| Task |
Transcribe, word for word and without additions, each line below from the one containing "Read a generic" through the one containing "input in error", both ends included.

-------- Available data --------

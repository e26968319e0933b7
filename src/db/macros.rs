//! Database dispatch macro.
//!
//! The registry wraps backend-specific sqlx pools in the [`DbPool`] enum.
//! Code that is textually identical for every backend but monomorphizes to
//! different sqlx types expands through this macro instead of hand-written
//! match statements. Expansion happens at compile time with zero runtime
//! overhead.
//!
//! [`DbPool`]: crate::db::pool::DbPool

/// Expand one body expression per `DbPool` variant.
///
/// # Example
///
/// ```ignore
/// dispatch_pool!(&pool, p => {
///     sqlx::query(sql).execute(p).await
/// });
/// ```
#[macro_export]
macro_rules! dispatch_pool {
    ($pool:expr, $p:ident => $body:expr) => {
        match $pool {
            $crate::db::pool::DbPool::MySql($p) => $body,
            $crate::db::pool::DbPool::Sqlite($p) => $body,
        }
    };
}

pub use dispatch_pool;
//! Configuration loading.
//!
//! Two text formats live here: the bootstrap connection format that seeds a
//! registry (multiple `;`-separated assignments per line, `#` comments), and
//! a stricter generic `key=value` reader used by operational tooling.

use crate::db::DbrInstance;
use crate::error::{DbError, DbResult};
use std::collections::HashMap;
use std::fs;
use std::path::Path;

/// Token that opens a second section in a bootstrap file. Only single-section
/// files are supported.
const SECTION_SEPARATOR: &str = "---";

/// Read and parse a bootstrap configuration file into a target descriptor.
pub fn load_registry_conf(path: impl AsRef<Path>) -> DbResult<DbrInstance> {
    let path = path.as_ref();
    let text = fs::read_to_string(path)
        .map_err(|e| DbError::config(format!("cannot read {}: {}", path.display(), e)))?;
    parse_registry_conf(&text)
}

/// Parse the bootstrap configuration format.
///
/// Each line may carry several `;`-separated `key=value` assignments; `#`
/// starts a trailing comment. Keys are case-sensitive. The `password` and
/// `username` keys fill both the connection and the tenant-database
/// credential slots of the descriptor.
pub fn parse_registry_conf(text: &str) -> DbResult<DbrInstance> {
    let mut conf = DbrInstance::default();

    for line in text.lines() {
        let nocomment = line.split('#').next().unwrap_or("").trim();
        if nocomment.starts_with(SECTION_SEPARATOR) {
            return Err(DbError::config("multi-section configs not supported"));
        }

        for part in nocomment.split(';') {
            let Some(eq) = part.find('=') else {
                continue;
            };
            let key = part[..eq].trim();
            let value = part[eq + 1..].trim();
            match key {
                "dbname" | "database" => conf.dbname = value.to_string(),
                "handle" | "name" => conf.handle = value.to_string(),
                "password" => {
                    conf.connection_password = value.to_string();
                    conf.dbr_password = value.to_string();
                }
                "username" | "user" => {
                    conf.connection_username = value.to_string();
                    conf.dbr_username = value.to_string();
                }
                "hostname" | "host" => conf.host = value.to_string(),
                "module" | "type" => conf.module = value.to_string(),
                _ => {}
            }
        }
    }

    Ok(conf)
}

/// Read a generic `key=value` configuration file.
pub fn read_kv_config(path: impl AsRef<Path>) -> DbResult<HashMap<String, String>> {
    let path = path.as_ref();
    let text = fs::read_to_string(path)
        .map_err(|e| DbError::config(format!("cannot read {}: {}", path.display(), e)))?;
    parse_kv_config(&text, &path.display().to_string())
}

/// Parse the generic `key=value` format.
///
/// One assignment per non-empty, comment-stripped line. A line without `=`
/// and a duplicated key are both errors; `source` names the input in error
/// messages.
pub fn parse_kv_config(text: &str, source: &str) -> DbResult<HashMap<String, String>> {
    let mut kv = HashMap::new();

    for line in text.lines() {
        let nocomment = line.split('#').next().unwrap_or("").trim();
        if nocomment.is_empty() {
            continue;
        }
        let Some(eq) = nocomment.find('=') else {
            return Err(DbError::config(format!(
                "config line in {} has no = separator",
                source
            )));
        };
        let key = nocomment[..eq].trim().to_string();
        let value = nocomment[eq + 1..].trim().to_string();
        if kv.contains_key(&key) {
            return Err(DbError::config(format!(
                "config line in {} has dup key {}",
                source, key
            )));
        }
        kv.insert(key, value);
    }

    Ok(kv)
}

--------

| Written answer |
/// Read a generic `key=value` configuration file.
pub fn read_kv_config(path: impl AsRef<Path>) -> DbResult<HashMap<String, String>> {
    let path = path.as_ref();
    let text = fs::read_to_string(path)
        .map_err(|e| DbError::config(format!("cannot read {}: {}", path.display(), e)))?;
    parse_kv_config(&text, &path.display().to_string())
}

/// Parse the generic `key=value` format.
///
/// One assignment per non-empty, comment-stripped line. A line without `=`
/// and a duplicated key are both errors; `source` names the input in error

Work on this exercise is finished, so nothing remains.